The glitzy and gritty theatre world of 1940s New York forms the main setting of Elizabeth Gilbert’s new novel
“For many years now, I’ve longed to write a novel about promiscuous girls whose lives are not destroyed by their sexual desires,” Elizabeth Gilbert begins in her letter to the reader of her latest novel, City of Girls. (We quote from the uncorrected proof copy.)
And City of Girls is that novel, refreshingly and triumphantly so. The author of the internationally best-selling memoir Eat, Pray, Love and The Signature of All Things returns with a sprawling epic set across the decades of World War II and its aftermath in New York City. But don’t let historical reference to the war makes you think that City of Girls is a heavy and devastatingly serious novel, for it is not. It makes you think and feel, like all good stories should, but it is also a joy and delight to read.

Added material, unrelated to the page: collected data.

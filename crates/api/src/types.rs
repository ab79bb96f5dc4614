//! Descriptor and marker types shared across the engine

use core::fmt;

#[cfg(feature = "serde")]
use serde::Serialize;

/// Direction of a transform
#[derive(Debug, Clone, Copy, PartialEq, Eq, Hash)]
pub enum Direction {
    Encrypt,
    Decrypt,
}

impl fmt::Display for Direction {
    fn fmt(&self, f: &mut fmt::Formatter<'_>) -> fmt::Result {
        match self {
            Direction::Encrypt => f.write_str("encrypt"),
            Direction::Decrypt => f.write_str("decrypt"),
        }
    }
}

/// Which namespace a name failed to resolve in
#[derive(Debug, Clone, Copy, PartialEq, Eq)]
pub enum NameKind {
    /// Algorithm name unknown to the catalog
    Algorithm,
    /// Mode name unknown to the catalog
    Mode,
    /// Catalog knows the name, but no implementation is registered for it
    CipherUnit,
}

impl fmt::Display for NameKind {
    fn fmt(&self, f: &mut fmt::Formatter<'_>) -> fmt::Result {
        match self {
            NameKind::Algorithm => f.write_str("algorithm"),
            NameKind::Mode => f.write_str("mode"),
            NameKind::CipherUnit => f.write_str("cipher unit"),
        }
    }
}

/// Key lengths an algorithm accepts
#[derive(Debug, Clone, PartialEq, Eq)]
pub enum AcceptedKeySizes {
    /// Exactly one of these lengths
    Discrete(Vec<usize>),
    /// Any non-empty key up to this length
    UpTo(usize),
}

impl AcceptedKeySizes {
    /// Check a key length against the accepted set
    pub fn accepts(&self, len: usize) -> bool {
        match self {
            AcceptedKeySizes::Discrete(sizes) => sizes.contains(&len),
            AcceptedKeySizes::UpTo(max) => len > 0 && len <= *max,
        }
    }
}

impl fmt::Display for AcceptedKeySizes {
    fn fmt(&self, f: &mut fmt::Formatter<'_>) -> fmt::Result {
        match self {
            AcceptedKeySizes::Discrete(sizes) => {
                let mut first = true;
                for size in sizes {
                    if !first {
                        f.write_str(", ")?;
                    }
                    write!(f, "{}", size)?;
                    first = false;
                }
                Ok(())
            }
            AcceptedKeySizes::UpTo(max) => write!(f, "1..={}", max),
        }
    }
}

/// Static capabilities of a cipher algorithm
///
/// `key_size` is the maximum accepted key length; `key_sizes` lists the
/// discrete lengths, and is empty when any length up to `key_size` works.
/// Stream algorithms report a `block_size` of 1.
#[derive(Debug, Clone, PartialEq, Eq)]
#[cfg_attr(feature = "serde", derive(Serialize))]
pub struct AlgorithmDescriptor {
    pub name: String,
    pub key_size: usize,
    pub key_sizes: Vec<usize>,
    pub iv_size: usize,
    pub block_size: usize,
    pub is_block_algorithm: bool,
}

impl AlgorithmDescriptor {
    /// The key lengths this algorithm accepts
    pub fn accepted_key_sizes(&self) -> AcceptedKeySizes {
        if self.key_sizes.is_empty() {
            AcceptedKeySizes::UpTo(self.key_size)
        } else {
            AcceptedKeySizes::Discrete(self.key_sizes.clone())
        }
    }
}

/// Static capabilities of a mode of operation
#[derive(Debug, Clone, PartialEq, Eq)]
#[cfg_attr(feature = "serde", derive(Serialize))]
pub struct ModeDescriptor {
    pub name: String,
    /// Output length must be a multiple of the algorithm block size
    pub is_block_mode: bool,
    /// The mode pairs with block algorithms only
    pub is_block_algorithm_mode: bool,
    pub requires_iv: bool,
}

#[cfg(test)]
mod tests {
    use super::*;

    #[test]
    fn discrete_key_sizes_are_exact() {
        let sizes = AcceptedKeySizes::Discrete(vec![16, 24, 32]);
        assert!(sizes.accepts(16));
        assert!(sizes.accepts(32));
        assert!(!sizes.accepts(17));
        assert!(!sizes.accepts(0));
    }

    #[test]
    fn open_key_sizes_are_bounded() {
        let sizes = AcceptedKeySizes::UpTo(56);
        assert!(sizes.accepts(1));
        assert!(sizes.accepts(56));
        assert!(!sizes.accepts(57));
        assert!(!sizes.accepts(0));
    }

    #[test]
    fn descriptor_picks_key_size_policy() {
        let desc = AlgorithmDescriptor {
            name: "blowfish".into(),
            key_size: 56,
            key_sizes: vec![],
            iv_size: 8,
            block_size: 8,
            is_block_algorithm: true,
        };
        assert_eq!(desc.accepted_key_sizes(), AcceptedKeySizes::UpTo(56));
    }
}
//! Name-based registry of the built-in cipher units
//!
//! An algorithm unit knows how to key a primitive; a mode unit knows how to
//! wrap a keyed primitive in a mode of operation. [`load`] binds one of each
//! into a [`ModuleUnit`], the opaque [`CipherUnit`] the engine drives.

use core::fmt;

use mcrypt_api::{CipherUnit, Direction, Error as CoreError, NameKind, Result as CoreResult};

use crate::block::modes::{Cbc, Cfb, Ctr, Ecb, ModeOfOperation, Ncfb, Nofb, Ofb};
use crate::block::{BlockCipher, Idea, Rijndael};
use crate::error::{Error, Result};
use crate::stream::{Arcfour, StreamCipher, StreamMode};

/// Constructor for a keyed block cipher
pub type BlockConstructor = fn(&[u8]) -> Result<Box<dyn BlockCipher>>;

/// Constructor for a keyed stream cipher
pub type StreamConstructor = fn(&[u8]) -> Result<Box<dyn StreamCipher>>;

/// How an algorithm unit builds its primitive
#[derive(Clone, Copy)]
pub enum Primitive {
    /// A block cipher with a fixed block size
    Block {
        /// Block size in bytes
        block_size: usize,
        /// Keyed constructor
        new: BlockConstructor,
    },
    /// A byte-oriented stream cipher
    Stream {
        /// Keyed constructor
        new: StreamConstructor,
    },
}

/// A registered algorithm implementation
pub struct AlgorithmUnit {
    /// Unit name, referenced by catalog entries
    pub name: &'static str,
    /// Primitive constructor
    pub primitive: Primitive,
}

impl AlgorithmUnit {
    /// Whether the unit is a block cipher
    pub fn is_block(&self) -> bool {
        matches!(self.primitive, Primitive::Block { .. })
    }

    /// Block size in bytes, 1 for stream ciphers
    pub fn block_size(&self) -> usize {
        match self.primitive {
            Primitive::Block { block_size, .. } => block_size,
            Primitive::Stream { .. } => 1,
        }
    }
}

impl fmt::Debug for AlgorithmUnit {
    fn fmt(&self, f: &mut fmt::Formatter<'_>) -> fmt::Result {
        f.debug_struct("AlgorithmUnit")
            .field("name", &self.name)
            .field("is_block", &self.is_block())
            .field("block_size", &self.block_size())
            .finish()
    }
}

/// Which mode of operation a mode unit builds
#[derive(Debug, Clone, Copy, PartialEq, Eq)]
pub enum ModeKind {
    /// Electronic codebook
    Ecb,
    /// Cipher block chaining
    Cbc,
    /// 8-bit cipher feedback
    Cfb,
    /// 8-bit output feedback
    Ofb,
    /// Full-block cipher feedback
    Ncfb,
    /// Full-block output feedback
    Nofb,
    /// Counter
    Ctr,
    /// Pass-through to a stream cipher
    Stream,
}

/// A registered mode implementation
#[derive(Debug)]
pub struct ModeUnit {
    /// Unit name, referenced by catalog entries
    pub name: &'static str,
    /// Mode built by this unit
    pub kind: ModeKind,
}

impl ModeUnit {
    /// Whether the mode wraps a block cipher
    pub fn is_block_algorithm_mode(&self) -> bool {
        self.kind != ModeKind::Stream
    }

    /// Whether the mode only accepts whole blocks
    pub fn is_block_mode(&self) -> bool {
        matches!(
            self.kind,
            ModeKind::Ecb | ModeKind::Cbc | ModeKind::Ncfb | ModeKind::Nofb | ModeKind::Ctr
        )
    }

    /// Key the algorithm and wrap it in this mode
    pub fn build(
        &self,
        algorithm: &AlgorithmUnit,
        key: &[u8],
        iv: &[u8],
    ) -> Result<Box<dyn ModeOfOperation>> {
        match algorithm.primitive {
            Primitive::Stream { new } => {
                if self.kind != ModeKind::Stream {
                    return Err(Error::param("mode", "block mode used with stream algorithm"));
                }
                Ok(Box::new(StreamMode::new(new(key)?)))
            }
            Primitive::Block { new, .. } => {
                let cipher = new(key)?;
                let mode: Box<dyn ModeOfOperation> = match self.kind {
                    ModeKind::Ecb => Box::new(Ecb::new(cipher)),
                    ModeKind::Cbc => Box::new(Cbc::new(cipher, iv)?),
                    ModeKind::Cfb => Box::new(Cfb::new(cipher, iv)?),
                    ModeKind::Ofb => Box::new(Ofb::new(cipher, iv)?),
                    ModeKind::Ncfb => Box::new(Ncfb::new(cipher, iv)?),
                    ModeKind::Nofb => Box::new(Nofb::new(cipher, iv)?),
                    ModeKind::Ctr => Box::new(Ctr::new(cipher, iv)?),
                    ModeKind::Stream => {
                        return Err(Error::param("mode", "stream mode used with block algorithm"))
                    }
                };
                Ok(mode)
            }
        }
    }
}

fn new_rijndael(key: &[u8]) -> Result<Box<dyn BlockCipher>> {
    Ok(Box::new(Rijndael::new(key)?))
}

fn new_idea(key: &[u8]) -> Result<Box<dyn BlockCipher>> {
    Ok(Box::new(Idea::new(key)?))
}

fn new_arcfour(key: &[u8]) -> Result<Box<dyn StreamCipher>> {
    Ok(Box::new(Arcfour::new(key)?))
}

static ALGORITHM_UNITS: &[AlgorithmUnit] = &[
    AlgorithmUnit {
        name: "arcfour",
        primitive: Primitive::Stream { new: new_arcfour },
    },
    AlgorithmUnit {
        name: "idea",
        primitive: Primitive::Block {
            block_size: 8,
            new: new_idea,
        },
    },
    AlgorithmUnit {
        name: "rijndael",
        primitive: Primitive::Block {
            block_size: 16,
            new: new_rijndael,
        },
    },
];

static MODE_UNITS: &[ModeUnit] = &[
    ModeUnit { name: "cbc", kind: ModeKind::Cbc },
    ModeUnit { name: "cfb", kind: ModeKind::Cfb },
    ModeUnit { name: "ctr", kind: ModeKind::Ctr },
    ModeUnit { name: "ecb", kind: ModeKind::Ecb },
    ModeUnit { name: "ncfb", kind: ModeKind::Ncfb },
    ModeUnit { name: "nofb", kind: ModeKind::Nofb },
    ModeUnit { name: "ofb", kind: ModeKind::Ofb },
    ModeUnit { name: "stream", kind: ModeKind::Stream },
];

/// Look up an algorithm unit by name
pub fn algorithm_unit(name: &str) -> Option<&'static AlgorithmUnit> {
    ALGORITHM_UNITS.iter().find(|unit| unit.name == name)
}

/// Look up a mode unit by name
pub fn mode_unit(name: &str) -> Option<&'static ModeUnit> {
    MODE_UNITS.iter().find(|unit| unit.name == name)
}

/// All registered algorithm units
pub fn algorithm_units() -> &'static [AlgorithmUnit] {
    ALGORITHM_UNITS
}

/// All registered mode units
pub fn mode_units() -> &'static [ModeUnit] {
    MODE_UNITS
}

/// Bind an algorithm unit and a mode unit into an unkeyed cipher unit
pub fn load(algorithm: &str, mode: &str) -> CoreResult<ModuleUnit> {
    let algorithm_unit =
        algorithm_unit(algorithm).ok_or_else(|| CoreError::unknown(NameKind::CipherUnit, algorithm))?;
    let mode_unit = mode_unit(mode).ok_or_else(|| CoreError::unknown(NameKind::CipherUnit, mode))?;

    if algorithm_unit.is_block() != mode_unit.is_block_algorithm_mode() {
        return Err(CoreError::IncompatiblePairing {
            algorithm: algorithm.to_string(),
            mode: mode.to_string(),
            reason: if algorithm_unit.is_block() {
                "stream mode used with block algorithm"
            } else {
                "block mode used with stream algorithm"
            },
        });
    }

    Ok(ModuleUnit {
        algorithm: algorithm_unit,
        mode: mode_unit,
        state: None,
    })
}

/// A loaded algorithm+mode pair
///
/// Holds no key material until [`CipherUnit::init_state`] succeeds; the
/// keyed mode (cipher schedule and feedback registers) is dropped, and
/// therefore zeroized, on `deinit` or when the unit goes away.
pub struct ModuleUnit {
    algorithm: &'static AlgorithmUnit,
    mode: &'static ModeUnit,
    state: Option<Box<dyn ModeOfOperation>>,
}

impl ModuleUnit {
    /// Name of the algorithm unit
    pub fn algorithm_name(&self) -> &'static str {
        self.algorithm.name
    }

    /// Name of the mode unit
    pub fn mode_name(&self) -> &'static str {
        self.mode.name
    }
}

impl CipherUnit for ModuleUnit {
    fn init_state(&mut self, key: &[u8], iv: &[u8]) -> CoreResult<()> {
        self.state = None;
        self.state = Some(self.mode.build(self.algorithm, key, iv)?);
        Ok(())
    }

    fn transform(&mut self, buffer: &mut [u8], direction: Direction) -> CoreResult<()> {
        let state = self.state.as_mut().ok_or(CoreError::NotKeyed)?;
        match direction {
            Direction::Encrypt => state.encrypt(buffer)?,
            Direction::Decrypt => state.decrypt(buffer)?,
        }
        Ok(())
    }

    fn deinit(&mut self) {
        self.state = None;
    }

    fn is_initialized(&self) -> bool {
        self.state.is_some()
    }
}

impl fmt::Debug for ModuleUnit {
    fn fmt(&self, f: &mut fmt::Formatter<'_>) -> fmt::Result {
        f.debug_struct("ModuleUnit")
            .field("algorithm", &self.algorithm.name)
            .field("mode", &self.mode.name)
            .field("initialized", &self.state.is_some())
            .finish()
    }
}
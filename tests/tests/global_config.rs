//! Process-wide configuration with manifest directories
//!
//! Lives in its own test binary: configuration happens once per process.

use std::fs;

use mcrypt_api::Error;
use mcrypt_engine::{configure, global, metadata, EngineConfig, TransformContext};
use tempfile::tempdir;

#[test]
fn configure_once_with_manifests() {
    let algorithms = tempdir().unwrap();
    let modes = tempdir().unwrap();
    fs::write(
        algorithms.path().join("rijndael-256key.toml"),
        r#"
unit = "rijndael"
key_size = 32
key_sizes = [32]
iv_size = 16
block_size = 16
is_block_algorithm = true
"#,
    )
    .unwrap();
    fs::write(
        modes.path().join("fullcfb.toml"),
        r#"
unit = "ncfb"
is_block_mode = true
is_block_algorithm_mode = true
requires_iv = true
"#,
    )
    .unwrap();

    assert!(!global::is_configured());
    let config = EngineConfig::default()
        .with_algorithm_dir(algorithms.path())
        .with_mode_dir(modes.path())
        .with_buffer_blocks(2);
    configure(config.clone()).unwrap();

    assert!(global::is_configured());
    assert_eq!(global::buffer_blocks(), 2);
    assert!(matches!(configure(config), Err(Error::AlreadyConfigured)));

    // built-ins stay available next to the manifest entries
    assert_eq!(metadata::get_key_sizes("rijndael-256key").unwrap(), vec![32]);
    assert!(metadata::list_algorithms().contains(&"idea".to_string()));
    assert!(metadata::has_iv("fullcfb").unwrap());

    let mut ctx = TransformContext::new("rijndael-256key", "fullcfb").unwrap();
    assert!(matches!(
        ctx.key(&[1u8; 16], Some(&[0u8; 16])),
        Err(Error::KeySize { .. })
    ));
    ctx.key(&[1u8; 32], Some(&[0u8; 16])).unwrap();
    let ciphertext = ctx.encrypt(b"through a manifest", true).unwrap();
    ctx.reinit().unwrap();
    assert_eq!(ctx.decrypt(&ciphertext, true).unwrap(), b"through a manifest");
}
//! Electronic Codebook (ECB) mode
//!
//! Each block is transformed independently. There is no IV and no state
//! carried between blocks.

use super::super::BlockCipher;
use super::ModeOfOperation;
use crate::error::{validate, Result};

/// ECB mode over any block cipher
pub struct Ecb<B: BlockCipher> {
    cipher: B,
}

impl<B: BlockCipher> Ecb<B> {
    /// Wrap a keyed cipher
    pub fn new(cipher: B) -> Self {
        Self { cipher }
    }
}

impl<B: BlockCipher> ModeOfOperation for Ecb<B> {
    fn encrypt(&mut self, data: &mut [u8]) -> Result<()> {
        let block_size = self.cipher.block_size();
        validate::block_multiple("ECB data", data.len(), block_size)?;
        for block in data.chunks_exact_mut(block_size) {
            self.cipher.encrypt_block(block)?;
        }
        Ok(())
    }

    fn decrypt(&mut self, data: &mut [u8]) -> Result<()> {
        let block_size = self.cipher.block_size();
        validate::block_multiple("ECB data", data.len(), block_size)?;
        for block in data.chunks_exact_mut(block_size) {
            self.cipher.decrypt_block(block)?;
        }
        Ok(())
    }
}
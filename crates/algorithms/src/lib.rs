//! Built-in cipher units for the mcrypt engine
//!
//! This crate provides the block ciphers, stream ciphers and modes of
//! operation that back the catalog entries of the engine, together with a
//! registry that binds an algorithm unit and a mode unit into a single
//! [`mcrypt_api::CipherUnit`].
//!
//! # Security Features
//!
//! - Expanded key schedules and feedback registers are zeroized on drop
//! - Rijndael uses branchless GF(2^8) arithmetic instead of lookup tables
//! - Keying errors never echo key material

#![forbid(unsafe_code)]
#![deny(missing_docs)]

// Error module and re-exports
pub mod error;
pub use error::{validate, Error, Result};

// Block cipher implementations and modes of operation
pub mod block;
pub use block::{BlockCipher, Idea, Rijndael};

// Stream cipher implementations
pub mod stream;
pub use stream::{Arcfour, StreamCipher};

// Name-based registry of cipher units
pub mod registry;
pub use registry::{algorithm_unit, load, mode_unit, AlgorithmUnit, ModeUnit, ModuleUnit};

// Re-export security types from mcrypt-common
pub use mcrypt_common::security::SecretVec;
//! Arcfour stream cipher
//!
//! Byte-for-byte compatible with RC4. The key schedule permutes a 256-byte
//! state using the key; each output byte advances two indices through it.

use zeroize::{Zeroize, ZeroizeOnDrop};

use super::StreamCipher;
use crate::error::{validate, Result};
use mcrypt_params::algorithms::ARCFOUR_MAX_KEY_SIZE;

/// Arcfour keyed state
#[derive(Clone, Zeroize, ZeroizeOnDrop)]
pub struct Arcfour {
    state: [u8; 256],
    i: u8,
    j: u8,
}

impl Arcfour {
    /// Run the key schedule for a key of 1 to 256 bytes
    pub fn new(key: &[u8]) -> Result<Self> {
        validate::length_range("Arcfour key", key.len(), 1, ARCFOUR_MAX_KEY_SIZE)?;

        let mut state = [0u8; 256];
        for (i, s) in state.iter_mut().enumerate() {
            *s = i as u8;
        }

        let mut j = 0u8;
        for i in 0..256 {
            j = j.wrapping_add(state[i]).wrapping_add(key[i % key.len()]);
            state.swap(i, j as usize);
        }

        Ok(Self { state, i: 0, j: 0 })
    }

    #[inline(always)]
    fn next_byte(&mut self) -> u8 {
        self.i = self.i.wrapping_add(1);
        self.j = self.j.wrapping_add(self.state[self.i as usize]);
        self.state.swap(self.i as usize, self.j as usize);
        let idx = self.state[self.i as usize].wrapping_add(self.state[self.j as usize]);
        self.state[idx as usize]
    }
}

impl StreamCipher for Arcfour {
    fn process(&mut self, data: &mut [u8]) -> Result<()> {
        for byte in data.iter_mut() {
            *byte ^= self.next_byte();
        }
        Ok(())
    }
}

impl core::fmt::Debug for Arcfour {
    fn fmt(&self, f: &mut core::fmt::Formatter<'_>) -> core::fmt::Result {
        f.write_str("Arcfour([REDACTED])")
    }
}
//! n-bit Output Feedback (NOFB) mode

use super::super::BlockCipher;
use super::{feedback_register, ModeOfOperation};
use crate::error::Result;
use mcrypt_common::security::SecretVec;

/// Full-block OFB mode
///
/// The register is replaced by its own encryption once per block.
pub struct Nofb<B: BlockCipher> {
    cipher: B,
    register: SecretVec,
    pos: usize,
}

impl<B: BlockCipher> Nofb<B> {
    /// Creates a new NOFB mode instance with an IV of one block
    pub fn new(cipher: B, iv: &[u8]) -> Result<Self> {
        let register = feedback_register(&cipher, iv, "NOFB initialization vector")?;
        Ok(Self {
            cipher,
            register,
            pos: 0,
        })
    }

    fn apply(&mut self, data: &mut [u8]) -> Result<()> {
        for byte in data.iter_mut() {
            if self.pos == 0 {
                self.cipher.encrypt_block(self.register.as_mut_slice())?;
            }
            *byte ^= self.register.as_slice()[self.pos];
            self.pos = (self.pos + 1) % self.register.len();
        }
        Ok(())
    }
}

impl<B: BlockCipher> ModeOfOperation for Nofb<B> {
    fn encrypt(&mut self, data: &mut [u8]) -> Result<()> {
        self.apply(data)
    }

    fn decrypt(&mut self, data: &mut [u8]) -> Result<()> {
        self.apply(data)
    }
}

The bulk of novel centres on the glittering world of New York theatre, where our protagonist Vivian Morris spends two formative years. Kicked out of college nineteen in 1940, Vivian is sent to live with her eccentric Aunt Peg, who runs a small run-down theatre company called the Lily Playhouse in New York City. There, she is pulled into the fascinating, glamorous life of showgirls, dancers, actors and playboys who have wild sexual adventures for breakfast, lunch and dinner. Now in her nineties, Vivian looks back at those years and how they have changed her life, narrating everything to a younger woman named Angela who has a yet-to-be-revealed connection to Vivian. With the help of the showgirls she befriends at the Lily, she loses her virginity through probably the most hilariously bizarre episode of someone losing their virginity we’ve ever read. What follows are nights of carousing into the wee hours and sex with lots of men, all in the search for riotous action.
It is also riotous fun to read about Vivian’s reckless adventures and sexual explorations, but if not for the retrospective commentary from an older, more mature Vivian, the novel might have been just that – fun and frivolous. Brought up in a rich family and surrounded by fellow rich people, young Vivian would probably be a naive and superficial narrator. And her privilege and ignorance of her own privilege are what older Vivian picks up and acknowledges with candor, reminding us that it is the rich white girls who can afford to go on such reckless escapades in place of a stable education and job.
Gilbert pours her heart out in creating these young women who seek out pleasure for pleasure’s sake. It is refreshing, to say the least, to read about young women who make no excuses for their sexuality and for acting on their sexual desires, in fact embracing them. Vivian is a charming and vividly developed character who sees a person’s outfit and style as a door to their personality. Sprinkled with lots of amusing hilarity and colourful characters, Vivian’s two years at the Lily are a breeze to read, and we could not put the book down. Even in its physical and monetary despair, the Lily Playhouse is a fabulous world. Through Vivian’s enchanted eyes, we similarly fall in love with the Lily and its characters. The pleasures of the simple also shine in the Lily, which repeatedly puts up the same ol’ formulaic plays of romance and good triumphing over evil, to entertain the working class and let them escape reality for a while after a long day.
Vivian and her friends’ wild lifestyle does ultimately come with consequences. The novel would be unrealistic and forgettable if it does not. Vivian gets caught up in a scandal that forces her to leave the Lily and New York City, and return home in shame. However, her shame is not the end of Vivian Morris nor the novel. The radical move that City of Girls makes is to show Vivian grow from her mistake into a wiser woman. Her mistake does not ruin her, mortally or socially or psychologically, and she goes on to live a full life that still glows with sex (though with less frivolity) and pursues a long career well-earned based on her talent for sewing.
With the gloom of the war always lingering, City of Girls has its somber moments. Gilbert dives deep yet delicately into the horrors of World War II and the subsequent trauma that soldiers and their loved ones have to endure. The last one-fifth of the novel, after Vivian leaves the Lily, feels almost like a whole other story because of this significant shift in tone, pace and focus. It feels rushed, in an attempt to tie the next twenty years of Vivian’s life together quickly and finally reveal who Angela is and how they are connected to each other.
Nevertheless, though it took us a bit more effort to get through that last part of the novel, Gilbert gets us so deeply invested in Vivian’s life that we would not give up knowing how her future turns out. We read this novel while we were traveling, and it is an excellent vacation read. Gilbert delivers a feel-good story to get lost in, not mindlessly but to keep you rooting for the interesting characters, aching with them at their lowest and rejoicing with them when they grow and rise up to their highest.
City of Girls will be out in bookstores on 4 June 2019. We would like to thank Pansing for providing us with a copy in exchange for an honest review.